◆ Your objective ◆
What follows is a set of records; copy all of it exactly.

Collected data entries:
use async_trait::async_trait;

use ocap_core::model::{
    Ace3DeathEvent, Ace3UnconsciousEvent, ChatEvent, FiredEvent, GeneralEvent, HitEvent,
    KillEvent, Marker, MarkerState, Mission, ProjectileEvent, RadioEvent, ServerFpsEvent, Soldier,
    SoldierState, TimeState, Vehicle, VehicleState, World,
};
use ocap_core::types::{Frame, MarkerId, ObjectId};

use crate::error::StorageError;

/// Contract between the worker and a storage implementation.
///
/// Records arrive already validated: every state or event refers to a
/// registration the worker has seen in the current mission. A backend that
/// cannot find the parent of a record may ignore it.
///
/// Implementations must tolerate concurrent calls for unrelated records:
/// buffered commands are drained in parallel across command tags.
#[async_trait]
pub trait Backend: Send + Sync {
    async fn init(&self) -> Result<(), StorageError>;
    async fn close(&self) -> Result<(), StorageError>;

    /// Begin a mission. Any data of a previous mission is discarded.
    async fn start_mission(&self, mission: Mission, world: World) -> Result<(), StorageError>;

    /// Finish the active mission and persist it.
    async fn end_mission(&self) -> Result<(), StorageError>;

    async fn add_soldier(&self, soldier: Soldier) -> Result<(), StorageError>;
    async fn add_vehicle(&self, vehicle: Vehicle) -> Result<(), StorageError>;

    /// Insert a marker and return the id assigned to it.
    async fn add_marker(&self, marker: Marker) -> Result<MarkerId, StorageError>;

    async fn record_soldier_state(&self, state: SoldierState) -> Result<(), StorageError>;
    async fn record_vehicle_state(&self, state: VehicleState) -> Result<(), StorageError>;
    async fn record_marker_state(&self, state: MarkerState) -> Result<(), StorageError>;
    async fn record_fired_event(&self, event: FiredEvent) -> Result<(), StorageError>;
    async fn record_projectile_event(&self, event: ProjectileEvent) -> Result<(), StorageError>;
    async fn record_hit_event(&self, event: HitEvent) -> Result<(), StorageError>;
    async fn record_kill_event(&self, event: KillEvent) -> Result<(), StorageError>;
    async fn record_chat_event(&self, event: ChatEvent) -> Result<(), StorageError>;
    async fn record_radio_event(&self, event: RadioEvent) -> Result<(), StorageError>;
    async fn record_server_fps_event(&self, event: ServerFpsEvent) -> Result<(), StorageError>;
    async fn record_time_state(&self, state: TimeState) -> Result<(), StorageError>;
    async fn record_general_event(&self, event: GeneralEvent) -> Result<(), StorageError>;
    async fn record_ace3_death_event(&self, event: Ace3DeathEvent) -> Result<(), StorageError>;
    async fn record_ace3_unconscious_event(
        &self,
        event: Ace3UnconsciousEvent,
    ) -> Result<(), StorageError>;

    /// Mark the named marker as removed at `end_frame`. Unknown names are ignored.
    async fn delete_marker(&self, name: &str, end_frame: Frame);

    async fn get_soldier_by_object_id(&self, id: ObjectId) -> Option<Soldier>;
    async fn get_vehicle_by_object_id(&self, id: ObjectId) -> Option<Vehicle>;
    async fn get_marker_by_name(&self, name: &str) -> Option<Marker>;
}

◆ Problem solution ◆
use async_trait::async_trait;

use ocap_core::model::{
    Ace3DeathEvent, Ace3UnconsciousEvent, ChatEvent, FiredEvent, GeneralEvent, HitEvent,
    KillEvent, Marker, MarkerState, Mission, ProjectileEvent, RadioEvent, ServerFpsEvent, Soldier,
    SoldierState, TimeState, Vehicle, VehicleState, World,
};
use ocap_core::types::{Frame, MarkerId, ObjectId};

use crate::error::StorageError;

/// Contract between the worker and a storage implementation.
///
/// Records arrive already validated: every state or event refers to a
/// registration the worker has seen in the current mission. A backend that
/// cannot find the parent of a record may ignore it.
///
/// Implementations must tolerate concurrent calls for unrelated records:
/// buffered commands are drained in parallel across command tags.
#[async_trait]
pub trait Backend: Send + Sync {
    async fn init(&self) -> Result<(), StorageError>;
    async fn close(&self) -> Result<(), StorageError>;

    /// Begin a mission. Any data of a previous mission is discarded.
    async fn start_mission(&self, mission: Mission, world: World) -> Result<(), StorageError>;

    /// Finish the active mission and persist it.
    async fn end_mission(&self) -> Result<(), StorageError>;

    async fn add_soldier(&self, soldier: Soldier) -> Result<(), StorageError>;
    async fn add_vehicle(&self, vehicle: Vehicle) -> Result<(), StorageError>;

    /// Insert a marker and return the id assigned to it.
    async fn add_marker(&self, marker: Marker) -> Result<MarkerId, StorageError>;

    async fn record_soldier_state(&self, state: SoldierState) -> Result<(), StorageError>;
    async fn record_vehicle_state(&self, state: VehicleState) -> Result<(), StorageError>;
    async fn record_marker_state(&self, state: MarkerState) -> Result<(), StorageError>;
    async fn record_fired_event(&self, event: FiredEvent) -> Result<(), StorageError>;
    async fn record_projectile_event(&self, event: ProjectileEvent) -> Result<(), StorageError>;
    async fn record_hit_event(&self, event: HitEvent) -> Result<(), StorageError>;
    async fn record_kill_event(&self, event: KillEvent) -> Result<(), StorageError>;
    async fn record_chat_event(&self, event: ChatEvent) -> Result<(), StorageError>;
    async fn record_radio_event(&self, event: RadioEvent) -> Result<(), StorageError>;
    async fn record_server_fps_event(&self, event: ServerFpsEvent) -> Result<(), StorageError>;
    async fn record_time_state(&self, state: TimeState) -> Result<(), StorageError>;
    async fn record_general_event(&self, event: GeneralEvent) -> Result<(), StorageError>;
    async fn record_ace3_death_event(&self, event: Ace3DeathEvent) -> Result<(), StorageError>;
    async fn record_ace3_unconscious_event(
        &self,
        event: Ace3UnconsciousEvent,
    ) -> Result<(), StorageError>;

    /// Mark the named marker as removed at `end_frame`. Unknown names are ignored.
    async fn delete_marker(&self, name: &str, end_frame: Frame);

    async fn get_soldier_by_object_id(&self, id: ObjectId) -> Option<Soldier>;
    async fn get_vehicle_by_object_id(&self, id: ObjectId) -> Option<Vehicle>;
    async fn get_marker_by_name(&self, name: &str) -> Option<Marker>;
}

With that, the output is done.